I infer that it is likely that a not insignificant number of group members will have experienced a deep sense of frustration at not being believed or of being “fobbed off” by people not appreciating the extent of their pain. Certainly no evidence was led to suggest that the experience of group members from whom I heard was atypical or somehow unrepresentative of those group members who suffered similar symptoms.
The original proposal of a “gag” to be placed on group members (which would have exacerbated this problem), may have disappeared, but in the particular circumstances of this case, preventing group members obtaining public acknowledgment of what they allege is the cause of their suffering, and holding the company they consider responsible for their suffering to account, is no small thing.
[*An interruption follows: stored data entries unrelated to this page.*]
use super::state::{FetchState, Phase};
use super::{FetchResult, FetcherInner};
use crate::cursor::{parse_cursor_response, BatchField, Decision, FetchOutcome, NextAction};
use crate::error::{command_status, FetchError};
use crate::executor::{CommandCompletion, RemoteCommandRequest, RemoteCommandResponse};
use mongodb::bson::Document;
use std::sync::{Arc, PoisonError};

impl FetcherInner {
    pub(super) fn schedule(self: &Arc<Self>) -> Result<(), FetchError> {
        let mut state = self.lock_state();
        match state.phase {
            Phase::Idle => {}
            Phase::Scheduled { .. } | Phase::Finishing => {
                return Err(FetchError::illegal_operation(format!(
                    "fetcher for {} is already scheduled",
                    self.target
                )));
            }
            Phase::Done => {
                return Err(FetchError::illegal_operation(format!(
                    "fetcher for {} has already finished and cannot be scheduled again",
                    self.target
                )));
            }
        }
        if self.executor.is_shutting_down() {
            return Err(self.shutdown_error());
        }

        self.schedule_locked(&mut state, self.command.clone(), BatchField::First)?;
        self.active_tx.send_replace(true);
        Ok(())
    }

    /// Hands `command` to the executor and records the handle. The state lock
    /// must be held so that a concurrent `cancel` sees the new handle.
    fn schedule_locked(
        self: &Arc<Self>,
        state: &mut FetchState,
        command: Document,
        batch_field: BatchField,
    ) -> Result<(), FetchError> {
        let mut request = RemoteCommandRequest::new(self.target.clone(), self.db_name.clone(), command);
        request.timeout = self.timeout;

        let weak = Arc::downgrade(self);
        let handle = self.executor.schedule_remote_command(
            request,
            Box::new(move |completion| match weak.upgrade() {
                Some(inner) => inner.handle_completion(batch_field, completion),
                None => tracing::debug!("fetcher released before its command completed"),
            }),
        )?;

        tracing::debug!(
            %handle,
            host = %self.target,
            database = %self.db_name,
            batch_field = batch_field.name(),
            "fetcher command scheduled"
        );
        state.phase = Phase::Scheduled {
            handle,
            batch_field,
        };
        Ok(())
    }

    fn handle_completion(self: &Arc<Self>, batch_field: BatchField, completion: CommandCompletion) {
        let lifecycle = {
            let mut state = self.lock_state();
            if !matches!(state.phase, Phase::Scheduled { .. }) {
                tracing::warn!(phase = %state.phase, "ignoring completion for a fetcher that is not scheduled");
                return;
            }
            state.phase = Phase::Finishing;

            // Shutdown and cancellation win over any payload that raced in.
            if self.executor.is_shutting_down() || matches!(completion, CommandCompletion::Shutdown) {
                Some(self.shutdown_error())
            } else if state.cancel_requested || matches!(completion, CommandCompletion::Canceled) {
                Some(self.canceled_error())
            } else {
                None
            }
        };

        let result = match (lifecycle, completion) {
            (Some(err), _) => Err(err),
            (None, CommandCompletion::Response(Ok(response))) => {
                self.decode(&response, batch_field)
            }
            (None, CommandCompletion::Response(Err(err))) => Err(err),
            (None, CommandCompletion::Canceled) => Err(self.canceled_error()),
            (None, CommandCompletion::Shutdown) => Err(self.shutdown_error()),
        };

        self.deliver(result);
    }

    fn decode(&self, response: &RemoteCommandResponse, batch_field: BatchField) -> FetchResult {
        command_status(&response.data)?;
        let batch = parse_cursor_response(&response.data, batch_field)?;
        self.lock_state().batches += 1;
        tracing::debug!(
            host = %self.target,
            cursor_id = batch.cursor_id,
            namespace = %batch.namespace,
            documents = batch.documents.len(),
            elapsed_ms = response.elapsed.as_millis() as u64,
            "received cursor batch"
        );
        Ok(batch)
    }

    /// Runs the callback on `result` and acts on its decision.
    fn deliver(self: &Arc<Self>, result: FetchResult) {
        let exhausted = matches!(&result, Ok(batch) if batch.is_exhausted());
        let failure = result.as_ref().err().cloned();

        let decision = self.invoke_callback(result);

        if let Some(err) = failure {
            self.finish(FetchOutcome::Failed(err));
            return;
        }
        if exhausted {
            if decision.action == NextAction::GetMore {
                tracing::debug!(host = %self.target, "cursor exhausted; ignoring getMore request");
            }
            self.finish(FetchOutcome::Exhausted);
            return;
        }

        match decision {
            Decision {
                action: NextAction::NoAction,
                ..
            } => self.finish(FetchOutcome::Stopped),
            Decision {
                action: NextAction::GetMore,
                continuation: Some(command),
            } if !command.is_empty() => self.continue_with(command),
            Decision {
                action: NextAction::GetMore,
                ..
            } => {
                tracing::warn!(host = %self.target, "getMore requested without a continuation command");
                self.finish(FetchOutcome::NoContinuation);
            }
            Decision {
                action: NextAction::ExhaustContinue,
                ..
            } => {
                tracing::warn!(host = %self.target, "exhaust cursors are not supported; stopping");
                self.finish(FetchOutcome::NoContinuation);
            }
            Decision {
                action: NextAction::Invalid,
                ..
            } => self.finish(FetchOutcome::NoContinuation),
        }
    }

    fn continue_with(self: &Arc<Self>, command: Document) {
        let scheduled = {
            let mut state = self.lock_state();
            if state.discarded {
                drop(state);
                self.finish(FetchOutcome::NoContinuation);
                return;
            }
            if state.cancel_requested {
                Err(self.canceled_error())
            } else {
                self.schedule_locked(&mut state, command, BatchField::Next)
            }
        };

        if let Err(err) = scheduled {
            tracing::warn!(host = %self.target, error = %err, "failed to schedule continuation");
            self.invoke_callback(Err(err.clone()));
            self.finish(FetchOutcome::Failed(err));
        }
    }

    fn invoke_callback(&self, result: FetchResult) -> Decision {
        let mut callback = self.callback.lock().unwrap_or_else(PoisonError::into_inner);
        if self.lock_state().discarded {
            tracing::debug!(host = %self.target, "fetcher released; skipping callback");
            return Decision::default();
        }
        (*callback)(result)
    }

    fn finish(&self, outcome: FetchOutcome) {
        {
            let mut state = self.lock_state();
            match &outcome {
                FetchOutcome::Failed(err) => tracing::info!(
                    host = %self.target,
                    database = %self.db_name,
                    batches = state.batches,
                    error = %err,
                    "fetcher finished with error"
                ),
                other => tracing::debug!(
                    host = %self.target,
                    database = %self.db_name,
                    batches = state.batches,
                    outcome = ?other,
                    "fetcher finished"
                ),
            }
            state.phase = Phase::Done;
            state.outcome = Some(outcome);
        }
        self.finished.notify_all();
        self.active_tx.send_replace(false);
    }

    fn canceled_error(&self) -> FetchError {
        FetchError::callback_canceled(format!(
            "fetcher for {} was cancelled",
            self.target
        ))
    }

    fn shutdown_error(&self) -> FetchError {
        FetchError::shutdown_in_progress(format!(
            "executor is shutting down; fetcher for {} cannot continue",
            self.target
        ))
    }
}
It is superficial to respond simply by noting that Boston will not acknowledge liability and no settlement can be struck which does not reflect this line in the sand. This position may be accepted. It may also be accepted Boston may well succeed in resisting liability at a contested hearing, but this is not an answer to the point I am making. Some cases, and this is one of them, have an emotional dimension which makes the striking of any settlement absent a recognition of wrongdoing more difficult than others. Some defamation claims, when the perceived need for vindication is often the whole point of litigating, is a paradigm example of such a case.